Cantwell se tragó los guisantes y apuró el vino que le quedaba.

– Tal vez intuían que el libro era peligroso. Eran unos tiempos muy duros, en los que a uno podían matarlo por sus creencias. Supongo que no tuvieron estómago para destruir el libro y prefirieron disimular su importancia de un modo imaginativo. Seguramente como explicación no vale un pimiento, pero es lo que creo.

Isabelle estaba radiante.

– Tengo la sensación de que mi tesis va a tomar un rumbo de lo más interesante.

– Entonces, ¿qué me dicen? -preguntó Will-. ¿Trato hecho?

Isabelle y lord Cantwell asintieron. Habían hablado de ello mientras Will dormía.

– Sí, trato hecho -respondió Isabelle-. Emprenderemos esta pequeña aventura después de comer.

Capítulo 14

Empezaron por la biblioteca. Era una estancia de grandes dimensiones, con un suelo de tarima que brillaba de tan gastado, unas cuantas alfombras de calidad y una pared orientada al exterior en la que unas ventanas con un emplomado de rombos dejaban entrar la luz gris de aquel día tormentoso. Las otras paredes estaban recubiertas de estanterías, salvo por el espacio situado encima de la chimenea, donde colgaba un cuadro de una partida de caza inglesa tradicional oscurecido por el hollín.

Había miles de libros, casi todos antiguos, pero una sección de la pared lateral contenía algún que otro volumen contemporáneo de tapa dura e incluso algunos en rústica. Will lo miraba todo con ojos soñolientos de después de comer. Lord Cantwell anunció que se retiraba a hacer la siesta de la tarde y, pese a los deseos de Will por despachar el asunto y regresar a casa, la idea de arrellanarse en uno de los mullidos sillones de la biblioteca en un rincón oscuro para echarse otro sueñecito lo seducía demasiado.
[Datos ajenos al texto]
//! Presentation seam. The engine issues render/update/remove instructions;
//! whatever UI sits behind the trait decides what they look like.

use serde::Serialize;
use valezap_types::Message;

/// Opaque handle to something a sink has rendered.
#[derive(Debug, Clone, Copy, PartialEq, Eq, Hash, PartialOrd, Ord)]
pub struct RenderHandle(u64);

impl RenderHandle {
    pub fn new(raw: u64) -> Self {
        Self(raw)
    }
}

pub trait PresentationSink: Send {
    fn render(&mut self, message: &Message) -> RenderHandle;

    fn update(&mut self, handle: RenderHandle, message: &Message);

    fn remove(&mut self, handle: RenderHandle);

    fn set_status(&mut self, status: &str);
}

/// Connection status shown next to the conversation.
#[derive(Debug, Clone, Copy, PartialEq, Eq, Serialize)]
#[serde(rename_all = "snake_case")]
pub enum SyncStatus {
    Connecting,
    Online,
    Sending,
    Reconnecting,
}

impl SyncStatus {
    pub fn label(self) -> &'static str {
        match self {
            SyncStatus::Connecting => "Connecting...",
            SyncStatus::Online => "Online",
            SyncStatus::Sending => "Sending...",
            SyncStatus::Reconnecting => "Reconnecting...",
        }
    }
}

#[derive(Debug, Clone, PartialEq)]
pub struct RenderedRow {
    pub handle: RenderHandle,
    pub message: Message,
}

/// In-memory sink. Keeps rows in render order; used headless and in tests.
#[derive(Debug, Default)]
pub struct MemorySink {
    rows: Vec<RenderedRow>,
    next_handle: u64,
    statuses: Vec<String>,
    renders: usize,
}

impl MemorySink {
    pub fn new() -> Self {
        Self::default()
    }

    pub fn rows(&self) -> &[RenderedRow] {
        &self.rows
    }

    pub fn messages(&self) -> impl Iterator<Item = &Message> {
        self.rows.iter().map(|r| &r.message)
    }

    pub fn texts(&self) -> Vec<&str> {
        self.rows.iter().map(|r| r.message.text.as_str()).collect()
    }

    /// Total `render` calls, including rows later removed.
    pub fn render_count(&self) -> usize {
        self.renders
    }

    pub fn status_history(&self) -> &[String] {
        &self.statuses
    }
}

impl PresentationSink for MemorySink {
    fn render(&mut self, message: &Message) -> RenderHandle {
        self.next_handle += 1;
        self.renders += 1;
        let handle = RenderHandle::new(self.next_handle);
        self.rows.push(RenderedRow {
            handle,
            message: message.clone(),
        });
        handle
    }

    fn update(&mut self, handle: RenderHandle, message: &Message) {
        if let Some(row) = self.rows.iter_mut().find(|r| r.handle == handle) {
            row.message = message.clone();
        }
    }

    fn remove(&mut self, handle: RenderHandle) {
        self.rows.retain(|r| r.handle != handle);
    }

    fn set_status(&mut self, status: &str) {
        self.statuses.push(status.to_string());
    }
}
– De niña, este era mi lugar mágico -le contó Isabelle mientras se paseaba por la biblioteca, rozando delicadamente el lomo de los libros con la punta de los dedos-. Adoro esta habitación. -Su actitud lánguida y soñadora contrastaba con la imagen que se había hecho Will de la típica estudiante universitaria frívola-. Jugaba aquí durante horas. Ahora, es donde paso casi todo el tiempo. -Señaló una mesa larga sobre la que había libretas y bolígrafos, un ordenador portátil y montones de libros viejos de los que sobresalían papelitos que marcaban pasajes de interés-. ¡Si tu poema es auténtico, tal vez tenga que volver a empezar de cero!

– Lo siento, pero no podrás utilizarlo. Ya te explicaré por qué.

– ¿Estás de broma? Eso catapultaría mi carrera.

– ¿A qué quieres dedicarte?

– A dar clases, a escribir… Quiero ser una historiadora académica como Dios manda, una profesora estirada de la vieja escuela. Seguramente esta biblioteca es responsable de que tenga estas aspiraciones desde hace años.

– No me parece tan raro. Mi hija es escritora. -Sin saber por qué, añadió-: No es mucho mayor que tú. -Al oír esto, ella soltó una risita nerviosa. Will atajó las inevitables preguntas de cortesía diciendo bruscamente-: ¿Me enseñas dónde estaba guardado el libro?